L’Artù sentimentale rincuora Merlino, spiegando che il Dio non ha mai abbandonato il mago, che la malattia e l’assenza di visioni sono parte di un disegno più grande, un modo di costringere il re stesso a maturare, a prendere da solo le proprie decisioni e assumersene le responsabilità.
L’Artù giudizioso accoglie con filosofia il tradimento di Ginevra, ragionando sulla triste realtà delle donne della sua epoca, costrette a vivere nell’ombra degli uomini e a vedersi negata la facoltà di decidere del proprio destino.
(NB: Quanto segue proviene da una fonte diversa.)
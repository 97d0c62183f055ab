use std::cmp::Ordering;

use rand::Rng;
use tracing::{instrument, trace};

use crate::core::{Card, CardBitSet, Deck, Rankable};

use super::{HoldemError, Street};

/// Default number of simulated deals per estimate.
pub const DEFAULT_TRIALS: usize = 100;
/// Hole cards in a hold'em hand.
pub const DEFAULT_OPPONENT_CARDS: usize = 2;

/// Estimate how often a hand wins against a single random opponent hand.
///
/// Every trial deals the opponent random hole cards and runs out the rest of
/// the board from the cards that haven't been seen. Wins count 1, ties 0.5
/// and losses 0. The estimate is the average over all trials.
///
/// More trials give a lower variance estimate at a linear cost in time, so
/// `trials` is the knob to turn when decisions are too slow.
#[derive(Debug, Clone, PartialEq, Eq)]
pub struct MonteCarloEstimator {
    trials: usize,
    opponent_cards: usize,
    /// Every card that could possibly be dealt.
    universe: CardBitSet,
}

impl Default for MonteCarloEstimator {
    fn default() -> Self {
        Self {
            trials: DEFAULT_TRIALS,
            opponent_cards: DEFAULT_OPPONENT_CARDS,
            universe: CardBitSet::full(),
        }
    }
}

impl MonteCarloEstimator {
    /// Create an estimator over the full deck.
    ///
    /// # Errors
    ///
    /// `HoldemError::ZeroTrials` if `trials` is zero and
    /// `HoldemError::NoOpponentCards` if `opponent_cards` is zero.
    pub fn new(trials: usize, opponent_cards: usize) -> Result<Self, HoldemError> {
        if trials == 0 {
            return Err(HoldemError::ZeroTrials);
        }
        if opponent_cards == 0 {
            return Err(HoldemError::NoOpponentCards);
        }
        Ok(Self {
            trials,
            opponent_cards,
            universe: CardBitSet::full(),
        })
    }

    /// Restrict the cards that can be dealt to a closed universe.
    pub fn with_universe(mut self, universe: CardBitSet) -> Self {
        self.universe = universe;
        self
    }

    pub fn trials(&self) -> usize {
        self.trials
    }

    pub fn opponent_cards(&self) -> usize {
        self.opponent_cards
    }

    /// Estimate the win rate of `own` hole cards given the `board` so far.
    ///
    /// The result is always in `[0, 1]` and is fully determined by the state
    /// of `rng`.
    ///
    /// # Examples
    ///
    /// ```
    /// use bounty_holdem::core::parse_cards;
    /// use bounty_holdem::holdem::MonteCarloEstimator;
    /// use rand::{SeedableRng, rngs::StdRng};
    ///
    /// // Royal flush on the river can't lose.
    /// let own = parse_cards("AsKs").unwrap();
    /// let board = parse_cards("QsJsTs2h3d").unwrap();
    /// let mut rng = StdRng::seed_from_u64(0);
    /// let win_rate = MonteCarloEstimator::default()
    ///     .estimate(&own, &board, &mut rng)
    ///     .unwrap();
    /// assert_eq!(1.0, win_rate);
    /// ```
    ///
    /// # Errors
    ///
    /// - `HoldemError::InvalidBoardSize` when the board isn't 0, 3, 4 or 5
    ///   cards.
    /// - `HoldemError::Card` when a card repeats between `own` and `board`,
    ///   when a card isn't part of the universe, or when the universe is too
    ///   small to deal the opponent and the rest of the board.
    #[instrument(level = "trace", skip(self, rng), fields(trials = self.trials))]
    pub fn estimate<R: Rng + ?Sized>(
        &self,
        own: &[Card],
        board: &[Card],
        rng: &mut R,
    ) -> Result<f64, HoldemError> {
        if self.trials == 0 {
            return Err(HoldemError::ZeroTrials);
        }
        let street = Street::from_board_size(board.len())?;

        let known: Vec<Card> = own.iter().chain(board.iter()).copied().collect();
        let deck = Deck::from_universe(self.universe, &known)?;

        let own_set: CardBitSet = own.iter().copied().collect();
        let board_set: CardBitSet = board.iter().copied().collect();
        let to_deal = (5 - street.board_size()) + self.opponent_cards;

        let mut score = 0.0_f64;
        for _ in 0..self.trials {
            let draw = deck.sample(to_deal, rng)?;
            let (opponent, run_out) = draw.split_at(self.opponent_cards);

            let full_board = board_set | run_out.iter().copied().collect::<CardBitSet>();
            let opponent_set: CardBitSet = opponent.iter().copied().collect();

            let own_rank = (own_set | full_board).rank();
            let opponent_rank = (opponent_set | full_board).rank();

            score += match own_rank.cmp(&opponent_rank) {
                Ordering::Greater => 1.0,
                Ordering::Equal => 0.5,
                Ordering::Less => 0.0,
            };
        }

        let win_rate = score / self.trials as f64;
        trace!(%street, win_rate, "estimated hand strength");
        Ok(win_rate)
    }
}

#[cfg(test)]
mod tests {
    use approx::assert_relative_eq;
    use rand::{SeedableRng, rngs::StdRng};

    use super::*;
    use crate::core::{CardError, Suit, Value, parse_cards};

    fn std_dev(values: &[f64]) -> f64 {
        let mean = values.iter().sum::<f64>() / values.len() as f64;
        let var = values.iter().map(|v| (v - mean).powi(2)).sum::<f64>() / values.len() as f64;
        var.sqrt()
    }

    #[test]
    fn test_new_rejects_zero_trials() {
        assert_eq!(Err(HoldemError::ZeroTrials), MonteCarloEstimator::new(0, 2));
        assert_eq!(
            Err(HoldemError::NoOpponentCards),
            MonteCarloEstimator::new(10, 0)
        );
    }

    #[test]
    fn test_every_board_size_in_range() {
        let own = parse_cards("7h2c").unwrap();
        let full_board = parse_cards("AsKd9c4h3s").unwrap();
        let estimator = MonteCarloEstimator::default();
        let mut rng = StdRng::seed_from_u64(3);

        for size in [0, 3, 4, 5] {
            let win_rate = estimator
                .estimate(&own, &full_board[..size], &mut rng)
                .unwrap();
            assert!((0.0..=1.0).contains(&win_rate), "{size} => {win_rate}");
        }
    }

    #[test]
    fn test_invalid_board_size() {
        let own = parse_cards("7h2c").unwrap();
        let board = parse_cards("AsKd").unwrap();
        let mut rng = StdRng::seed_from_u64(3);
        assert_eq!(
            Err(HoldemError::InvalidBoardSize(2)),
            MonteCarloEstimator::default().estimate(&own, &board, &mut rng)
        );
    }

    #[test]
    fn test_overlapping_cards_fail() {
        let own = parse_cards("AsKd").unwrap();
        let board = parse_cards("As9c4h").unwrap();
        let mut rng = StdRng::seed_from_u64(3);
        assert_eq!(
            Err(HoldemError::Card(CardError::DuplicateCard(Card::new(
                Value::Ace,
                Suit::Spade
            )))),
            MonteCarloEstimator::default().estimate(&own, &board, &mut rng)
        );
    }

    #[test]
    fn test_unbeatable_hand_always_wins() {
        let own = parse_cards("AsKs").unwrap();
        let board = parse_cards("QsJsTs2h3d").unwrap();
        let mut rng = StdRng::seed_from_u64(11);
        let win_rate = MonteCarloEstimator::new(500, 2)
            .unwrap()
            .estimate(&own, &board, &mut rng)
            .unwrap();
        assert_relative_eq!(1.0, win_rate);
    }

    #[test]
    fn test_board_plays_is_always_a_tie() {
        let own = parse_cards("2c3d").unwrap();
        let board = parse_cards("AhKhQhJhTh").unwrap();
        let mut rng = StdRng::seed_from_u64(11);
        let win_rate = MonteCarloEstimator::default()
            .estimate(&own, &board, &mut rng)
            .unwrap();
        assert_relative_eq!(0.5, win_rate);
    }

    #[test]
    fn test_closed_universe_always_loses() {
        // Every hand the opponent can hold from the three unseen cards beats
        // ace high: Th makes a royal flush and 8c8d is a pair.
        let own = parse_cards("2c3d").unwrap();
        let board = parse_cards("AhKhQhJh7c").unwrap();
        let unseen = parse_cards("Th8c8d").unwrap();
        let universe: CardBitSet = own
            .iter()
            .chain(board.iter())
            .chain(unseen.iter())
            .copied()
            .collect();

        let mut rng = StdRng::seed_from_u64(5);
        let win_rate = MonteCarloEstimator::new(300, 2)
            .unwrap()
            .with_universe(universe)
            .estimate(&own, &board, &mut rng)
            .unwrap();
        assert_relative_eq!(0.0, win_rate);
    }

    #[test]
    fn test_universe_too_small() {
        let own = parse_cards("2c3d").unwrap();
        let universe: CardBitSet = parse_cards("2c3d4d5d").unwrap().into_iter().collect();
        let mut rng = StdRng::seed_from_u64(5);
        assert_eq!(
            Err(HoldemError::Card(CardError::NotEnoughCards {
                requested: 7,
                available: 2
            })),
            MonteCarloEstimator::default()
                .with_universe(universe)
                .estimate(&own, &[], &mut rng)
        );
    }

    #[test]
    fn test_seeded_estimates_repeat() {
        let own = parse_cards("QdJd").unwrap();
        let board = parse_cards("Td9c2s").unwrap();
        let estimator = MonteCarloEstimator::default();

        let a = estimator
            .estimate(&own, &board, &mut StdRng::seed_from_u64(77))
            .unwrap();
        let b = estimator
            .estimate(&own, &board, &mut StdRng::seed_from_u64(77))
            .unwrap();
        assert_eq!(a, b);
    }

    #[test]
    fn test_pocket_aces_are_favored() {
        let own = parse_cards("AsAh").unwrap();
        let mut rng = StdRng::seed_from_u64(19);
        let win_rate = MonteCarloEstimator::new(2_000, 2)
            .unwrap()
            .estimate(&own, &[], &mut rng)
            .unwrap();
        // True equity is about 0.85.
        assert!(win_rate > 0.78, "{win_rate}");
        assert!(win_rate < 0.92, "{win_rate}");
    }

    #[test]
    fn test_more_trials_less_spread() {
        let own = parse_cards("9h8h").unwrap();
        let board: &[Card] = &[];

        let few = MonteCarloEstimator::new(100, 2).unwrap();
        let many = MonteCarloEstimator::new(10_000, 2).unwrap();

        let few_runs: Vec<f64> = (0..8)
            .map(|seed| {
                few.estimate(&own, board, &mut StdRng::seed_from_u64(seed))
                    .unwrap()
            })
            .collect();
        let many_runs: Vec<f64> = (0..8)
            .map(|seed| {
                many.estimate(&own, board, &mut StdRng::seed_from_u64(seed))
                    .unwrap()
            })
            .collect();

        assert!(std_dev(&many_runs) < std_dev(&few_runs));
    }
}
L’Artù equo rifiuta di far ricadere sui figli le colpe dei padri; accoglie presso di sé l’erede avuto da Morgause, e i nipoti, che poi diverranno i suoi più fedeli seguaci.
L’Artù statista illuminato combatte i Sassoni ma riconosce il diritto di cittadinanza a chi tra essi ormai da generazioni vive sul suolo britannico, creando così le basi di una “moderna” società multietnica.
Questo è il Somme Re che la Stewart ci regala e di cui ancora una volta ci innamoriamo, neofiti o vecchi seguaci del Ciclo Bretone, lasciandoci quasi consolare, in tanta grandiosità condannata a perenne solitudine, dal suo incontro con un altro destino solitario: quello di Merlino.
È evidente infatti il parallelismo tra le due figure: entrambi gli uomini crescono senza genitori, figli bastardi di un re mai conosciuto, ordinati in modo ineluttabile a ricoprire un posto nella storia sacrificando a ciò ogni altra aspirazione; privati dell’amore di una donna, moglie, madre o sorella, ritrovano nella reciproca compagnia quel calore umano a loro negato da un Dio che li governa come marionette nel suo Grande Disegno.
Con quest’amicizia l’autrice conclude un ciclo volutamente incentrato non su fatti storici ma su rapporti umani, facendo sorridere il lettore con la semplicità di questo re e di questo vecchio consigliere che si servono l’un l’altro sorretti dal reciproco affetto.